# surf fishing lake Erie?



## freshwaterexperience (May 23, 2014)

So I was watching a video of a guy in FL surf fishing. He was on the beach in the water casting and catching fish. It looked awesome so I immediately wonder if anyone surf fished the beaches up here and if so what did they catch?


----------



## snakedog (Feb 12, 2009)

Watched a guy fishing for steelhead just offshore near Oostberg, WI, on Lake Michigan years ago. He was targeting a sandbar just offshore and had a nice steelhead to show for it. That was summertime and even then he needed a full set of waders to stay warm. No wet wading on that side of Michigan. 

Never fished it myself, but I understand the salmon/trout bite via the surf is seasonal, particularly when they are staging for their runs upriver (April, October?). I'd think fishing for smallies near jetties would be prime in Erie, like at Fairport Harbor. Here's a link to Lake Michigan shore fishing I bookmarked a long time ago...

http://www.lakemichiganangler.com/tips/shore/shore_fishing.htm


----------



## freshwaterexperience (May 23, 2014)

What a great article! I wonder if anyone has had luck from our Ohio beaches. U know a lot of FL surf fishermen use either a split shot or free line rig. being a river fisherman I wouldn't have the slightest idea what u could fish for in the beach


----------



## SelfTaught (Mar 27, 2014)

I've talked to a guy once who claims he surf fishes Erie, and all he throws is rooster tails.... claims he has good luck.


----------



## Scum_Frog (Apr 3, 2009)

best way to catch walleye in the fall IMO....go off a beach or private spot and wade out a touch.....crush the eyes at night! I'd imagine itd be the same way during the summer pending targeted species....I bet you could get into some MONSTER carp/catfish/bottom feeders!!!:B


----------



## freshwaterexperience (May 23, 2014)

Wow very interesting. You know what beach he fished on?


----------



## CoolWater (Apr 11, 2004)

I have surf fished Lake Erie at the beach in Port Clinton and a couple lessor known access points. It can be done with success, just another method to have and fun and catch fish! I swam out and dropped a tight lined nightcrawler and also just stood in the surf casting jig/grub.

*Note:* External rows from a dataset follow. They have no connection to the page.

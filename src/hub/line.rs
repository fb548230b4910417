use super::HubLink;
use crate::error::HubError;
use async_trait::async_trait;
use std::io::ErrorKind;
use tokio::io::{AsyncBufReadExt, AsyncRead, AsyncWrite, AsyncWriteExt, BufReader, Stdout};
use tokio::sync::mpsc::{self, error::TryRecvError};
use tracing::{debug, info, warn};

const COMMAND_QUEUE: usize = 32;

/// Hub bridge speaking newline-delimited text
///
/// A reader task turns input lines into queued commands so that
/// `poll_command` never blocks the node loop.
pub struct LineHub<W> {
    writer: W,
    commands: mpsc::Receiver<String>,
    input_closed: bool,
}

impl LineHub<Stdout> {
    /// Bridge over the process stdin/stdout
    pub fn stdio() -> Self {
        Self::new(tokio::io::stdin(), tokio::io::stdout())
    }
}

impl<W> LineHub<W>
where
    W: AsyncWrite + Unpin + Send,
{
    pub fn new<I>(input: I, writer: W) -> Self
    where
        I: AsyncRead + Unpin + Send + 'static,
    {
        let (sender, commands) = mpsc::channel(COMMAND_QUEUE);

        tokio::spawn(async move {
            let mut lines = BufReader::new(input).lines();
            loop {
                match lines.next_line().await {
                    Ok(Some(line)) => {
                        let line = line.trim().to_string();
                        if line.is_empty() {
                            continue;
                        }
                        debug!("Hub line received: {}", line);
                        if sender.send(line).await.is_err() {
                            break;
                        }
                    }
                    Ok(None) => break,
                    Err(e) => {
                        warn!("Hub input error: {}", e);
                        break;
                    }
                }
            }
            debug!("Hub reader task exited");
        });

        Self {
            writer,
            commands,
            input_closed: false,
        }
    }
}

#[async_trait]
impl<W> HubLink for LineHub<W>
where
    W: AsyncWrite + Unpin + Send,
{
    async fn publish(&mut self, line: &str) -> Result<(), HubError> {
        let publish_error = |e: std::io::Error| match e.kind() {
            ErrorKind::BrokenPipe | ErrorKind::UnexpectedEof => HubError::Closed,
            _ => HubError::Publish {
                details: e.to_string(),
            },
        };
        self.writer
            .write_all(line.as_bytes())
            .await
            .map_err(publish_error)?;
        self.writer.write_all(b"\n").await.map_err(publish_error)?;
        self.writer.flush().await.map_err(publish_error)?;
        Ok(())
    }

    async fn poll_command(&mut self) -> Result<Option<String>, HubError> {
        match self.commands.try_recv() {
            Ok(line) => Ok(Some(line)),
            Err(TryRecvError::Empty) => Ok(None),
            Err(TryRecvError::Disconnected) => {
                if !self.input_closed {
                    info!("Hub input closed, no further commands will arrive");
                    self.input_closed = true;
                }
                Ok(None)
            }
        }
    }
}

#[cfg(test)]
mod tests {
    use super::*;
    use std::time::Duration;
    use tokio::io::AsyncReadExt;

    #[tokio::test]
    async fn test_line_hub_round_trip() {
        let (mut backend_in, node_in) = tokio::io::duplex(256);
        let (node_out, mut backend_out) = tokio::io::duplex(256);
        let mut hub = LineHub::new(node_in, node_out);

        backend_in.write_all(b"CAMARA1;TEL:ON\n\n").await.unwrap();

        let mut received = None;
        for _ in 0..50 {
            if let Some(line) = hub.poll_command().await.unwrap() {
                received = Some(line);
                break;
            }
            tokio::time::sleep(Duration::from_millis(10)).await;
        }
        assert_eq!(received.as_deref(), Some("CAMARA1;TEL:ON"));

        hub.publish("CAMARA1;Reply=CAMARA1:OK").await.unwrap();
        let mut buffer = vec![0u8; 25];
        backend_out.read_exact(&mut buffer).await.unwrap();
        assert_eq!(buffer, b"CAMARA1;Reply=CAMARA1:OK\n");
    }

    #[tokio::test]
    async fn test_closed_input_is_quiet() {
        let (backend_in, node_in) = tokio::io::duplex(16);
        let (node_out, _backend_out) = tokio::io::duplex(16);
        let mut hub = LineHub::new(node_in, node_out);
        drop(backend_in);

        for _ in 0..5 {
            tokio::time::sleep(Duration::from_millis(10)).await;
            assert_eq!(hub.poll_command().await.unwrap(), None);
        }
        assert!(hub.input_closed);
    }
}
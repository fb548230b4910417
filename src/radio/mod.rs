//! Radio link boundary.
//!
//! The mesh radio is a best-effort datagram transport: frames may be lost,
//! reordered or duplicated and routing is handled by the radio itself. The
//! node core only depends on the `RadioLink` contract below.

mod mock;
mod udp;

pub use mock::{MockRadio, Transmission};
pub use udp::UdpRadio;

use crate::address::NodeAddress;
use crate::error::RadioError;
use crate::message::Message;
use async_trait::async_trait;

#[async_trait]
pub trait RadioLink: Send {
    /// Hand one frame to the radio. Success means the radio accepted the
    /// frame, not that it was delivered.
    async fn send(&mut self, destination: NodeAddress, payload: &[u8]) -> Result<(), RadioError>;

    /// Poll for one inbound frame without waiting.
    async fn receive(&mut self) -> Result<Option<Message>, RadioError>;
}
mod orchestrator;
mod runtime;
mod types;

#[cfg(test)]
mod tests;

pub use orchestrator::NodeOrchestrator;
pub use types::ShutdownReason;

I have caught Largemouth and Smallmouth Bass, White Bass, White Perch, Channel Catfish and drum doing this.

I was mindful to always try to get a way from the swimming areas in case I lost a hook, and most often only went out as far as I would have felt comfortable swimming down to unhook if I got snagged.

I'm not that adventurous or as limber as I used to be... so I haven't done it in quite some time.

Did get me thinking about it again though... hmm


----------



## freshwaterexperience (May 23, 2014)

That's awesome I will def be trying this in the future!


----------



## JRey (Apr 3, 2014)

I have caught catfish and sheephead surf fishing a campground beach from dusk to midnight.. just using cut bait and a pretty large hook, 20lb channel cats are a hell of a good time in the lake, along with giant sheephead.

Sent from my SCH-I545 using Ohub Campfire mobile app


----------



## Bruin50 (Dec 26, 2012)

Good question. I never really thought about that. Hmmm!


----------



## ejsell (May 3, 2012)

I've surf fished Lake Michigan. We waded out to a sand bar used those big pyramid shaped weights, cast out as far as we could and set our poles on some large stakes with PVC pipe wired to the top. Then we stood there and stared at them for a couple of hours and didn't catch anything.


----------